Posted by Matthew Kennedy and Martin Plys, ScD on 08.20.18

By: Matthew Kennedy, Nuclear Engineer and Martin G. Plys, ScD, Vice President, Waste Technology & Post-Fukushima Services, Fauske & Associates, LLC (FAI)

Recently, the experts at Fauske & Associates, LLC (FAI), performed a safety analysis to predict the transient response and potential consequences of hydrogen combustion within nested containers. This analysis can be used to model storage or shipping containers where an inner container contains a flammable mixture which upon combustion can fail the inner container and challenge the integrity of the outer container. This is a particular concern if there are toxic materials present in the containers.

The vented deflagration model developed at FAI (Epstein, Swift, and Fauske, 1986, hereafter referred to as ESF’86) provides the basis for the current model. To model nested storage containers ESF’86 was modified to include time-dependent boundary conditions. The ESF’86 model compares extremely well with an earlier model by Chippett (Chippett, 1984). Moreover, the ESF’86 model has been adopted as the U.S. National Fire Protection Association (NFPA) standard (NFPA, 2013). Equations (21) and (22) of ESF’86 are used for the NFPA standard vent size Equations (7.2.2a) and (7.2.2b); please note there are typographical errors in NFPA Equation (7.2.2a).

In the present example, ignition is assumed to occur in the inner container. Flame propagation to the outer container occurs after the complete combustion in the inner container. The volume undergoing combustion is comprised of burned and unburned gas regions. The regions are at equal pressure, and pressure is related to density via the polytropic exponent relation for isentropic volume change of an ideal gas. The burned gas region is conservatively idealized to be spherical, so that the flame front area increases with the distance squared. The burning process is also treated as adiabatic. Unburned gases are discharged to the outer container when the inner container reaches the pressure failure threshold. This leads to an increased pressure in the outer container, also known as pressure piling, before the burn propagates into the outer container. The consequence is a higher ultimate pressure in the outer container than if pressure piling was neglected. Figure 1 illustrates the model. Note, that while the example application and the illustration is for nested containers, topologically there is no difference between this illustration and two identical containers connected by a short vent path.

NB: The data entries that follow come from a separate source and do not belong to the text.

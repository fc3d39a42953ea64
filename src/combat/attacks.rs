//! Combat domain: attack direction resolution and hitbox geometry.

use bevy::prelude::*;
use serde::Serialize;

use crate::combat::AttackTuning;
use crate::movement::Facing;

#[derive(Debug, Clone, Copy, PartialEq, Eq, Default, Serialize)]
pub enum AttackKind {
    #[default]
    None,
    Horizontal,
    Up,
    Down,
}

impl AttackKind {
    pub fn is_vertical(self) -> bool {
        matches!(self, AttackKind::Up | AttackKind::Down)
    }
}

/// A resolved attack: its kind and the unit axis it points along.
#[derive(Debug, Clone, Copy, PartialEq)]
pub struct Attack {
    pub kind: AttackKind,
    pub direction: Vec2,
}

impl Attack {
    /// Classify the movement input by its dominant axis. Input below the
    /// threshold falls back to a horizontal attack along `facing`.
    pub fn resolve(input: Vec2, facing: Facing, threshold: f32) -> Self {
        if input.length_squared() > threshold {
            if input.y.abs() > input.x.abs() {
                if input.y > 0.0 {
                    return Self {
                        kind: AttackKind::Up,
                        direction: Vec2::Y,
                    };
                }
                return Self {
                    kind: AttackKind::Down,
                    direction: Vec2::NEG_Y,
                };
            }
            return Self {
                kind: AttackKind::Horizontal,
                direction: Vec2::new(input.x.signum(), 0.0),
            };
        }

        Self {
            kind: AttackKind::Horizontal,
            direction: Vec2::new(facing.sign(), 0.0),
        }
    }

    pub fn hitbox(&self, origin: Vec2, tuning: &AttackTuning) -> AttackHitbox {
        let size = if self.kind.is_vertical() {
            tuning.vertical_hitbox()
        } else {
            tuning.horizontal_hitbox()
        };
        AttackHitbox {
            center: origin + self.direction * tuning.hitbox_offset,
            half_extents: size * 0.5,
        }
    }

    /// Vertical attacks push along their axis; horizontal ones push from the
    /// attacker toward the target, or along `facing` when they overlap.
    pub fn knockback_direction(&self, attacker: Vec2, target: Vec2, facing: Facing) -> Vec2 {
        if self.kind.is_vertical() {
            return self.direction;
        }
        let away = (target - attacker).normalize_or_zero();
        if away == Vec2::ZERO {
            Vec2::new(facing.sign(), 0.0)
        } else {
            away
        }
    }
}

#[derive(Debug, Clone, Copy, PartialEq)]
pub struct AttackHitbox {
    pub center: Vec2,
    pub half_extents: Vec2,
}
//! Clones domain: teleporting the player onto a clone.

use bevy::prelude::*;

use crate::clones::{CloneHandle, CloneManager};
use crate::movement::tick_down;

#[derive(Debug, Clone, Copy, PartialEq)]
pub struct TeleportOutcome {
    pub target: CloneHandle,
    pub from: Vec2,
    pub to: Vec2,
}

#[derive(Component, Debug, Clone, Default)]
pub struct TeleportController {
    pub cooldown_timer: f32,
    nearest: Option<CloneHandle>,
}

impl TeleportController {
    /// The clone a teleport would go to right now, if any.
    pub fn nearest(&self) -> Option<CloneHandle> {
        self.nearest
    }

    pub fn tick(&mut self, dt: f32) {
        tick_down(&mut self.cooldown_timer, dt);
    }

    /// Closest clone within teleport range that is old enough to land on.
    pub fn find_nearest(manager: &CloneManager, position: Vec2) -> Option<(CloneHandle, Vec2)> {
        let tuning = manager.tuning();
        manager
            .clones()
            .filter(|(_, clone)| clone.age >= tuning.teleport_delay)
            .map(|(handle, clone)| (handle, clone.position, clone.position.distance(position)))
            .filter(|(_, _, distance)| *distance <= tuning.max_teleport_distance)
            .min_by(|a, b| a.2.total_cmp(&b.2))
            .map(|(handle, clone_position, _)| (handle, clone_position))
    }

    pub fn refresh(&mut self, manager: &CloneManager, position: Vec2) {
        self.nearest = Self::find_nearest(manager, position).map(|(handle, _)| handle);
    }

    /// Move the player onto the nearest clone. With momentum preservation
    /// off the player arrives at rest.
    pub fn try_teleport(
        &mut self,
        requested: bool,
        manager: &CloneManager,
        position: &mut Vec2,
        velocity: &mut Vec2,
    ) -> Option<TeleportOutcome> {
        self.refresh(manager, *position);
        if !requested || self.cooldown_timer > 0.0 {
            return None;
        }

        let target = self.nearest?;
        let to = manager.get(target)?.position;
        let from = *position;

        *position = to;
        if !manager.tuning().preserve_momentum {
            *velocity = Vec2::ZERO;
        }
        self.cooldown_timer = manager.tuning().teleport_cooldown;

        Some(TeleportOutcome { target, from, to })
    }
}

Figure 1 Vented Deflagration with Pressure Piling Model

 Figure 1   Vented Deflagration with Pressure Piling Model

The model requires the determination of the post-combustion pressure and temperature in the absence of venting. These are calculated using a simplified version of the technique employed by the NASA CEA2 code (Gordon and McBride, 1994). The quantities obtained are the equilibrium adiabatic isochoric complete combustion (AICC) values. The post-combustion gas composition is the equilibrium composition at the post-combustion temperature. It is noted that CEA2 has been accepted and used by the Pittsburgh Research Laboratory (PRL, formerly known as the Pittsburgh Research Center of the U.S. Bureau of Mines).

In the example problem presented here, the inner and outer container have the same volume, and are connected by path with a leaky check valve. Both volumes in this sample contain a mixture of air and hydrogen with a hydrogen mole fraction of 15%. Both regions are initially at atmospheric pressure at a temperature of 300 K (27°C). The leaky check valve between the two containers has an area of 0.01 m2 which opens at a very low pressure difference, 100 Pa.

Figure 2 and Figure 3 provide the transient pressure and combustion completeness, respectively for the sample sequence. Figure 2 shows that pressure in the outer container begins to gradually increase after approximately 75 milliseconds. This indicates that the inner container has failed and unburned gas is venting and pressurizing the outer container. When the combustion completeness in the inner container reaches 100%, at approximately 400 milliseconds in Figure 3, the flame propagates into the outer container. The pressure in the outer container at the time of flame propagation into the outer container is approximately 1.7 bara. Figure 2 shows that if this higher pressure in the outer container is neglected at the time of flame propagation, i.e. no pressure piling, the final pressure within the outer container is 42% lower than when pressure piling is considered (5.6 vs. 8 bara).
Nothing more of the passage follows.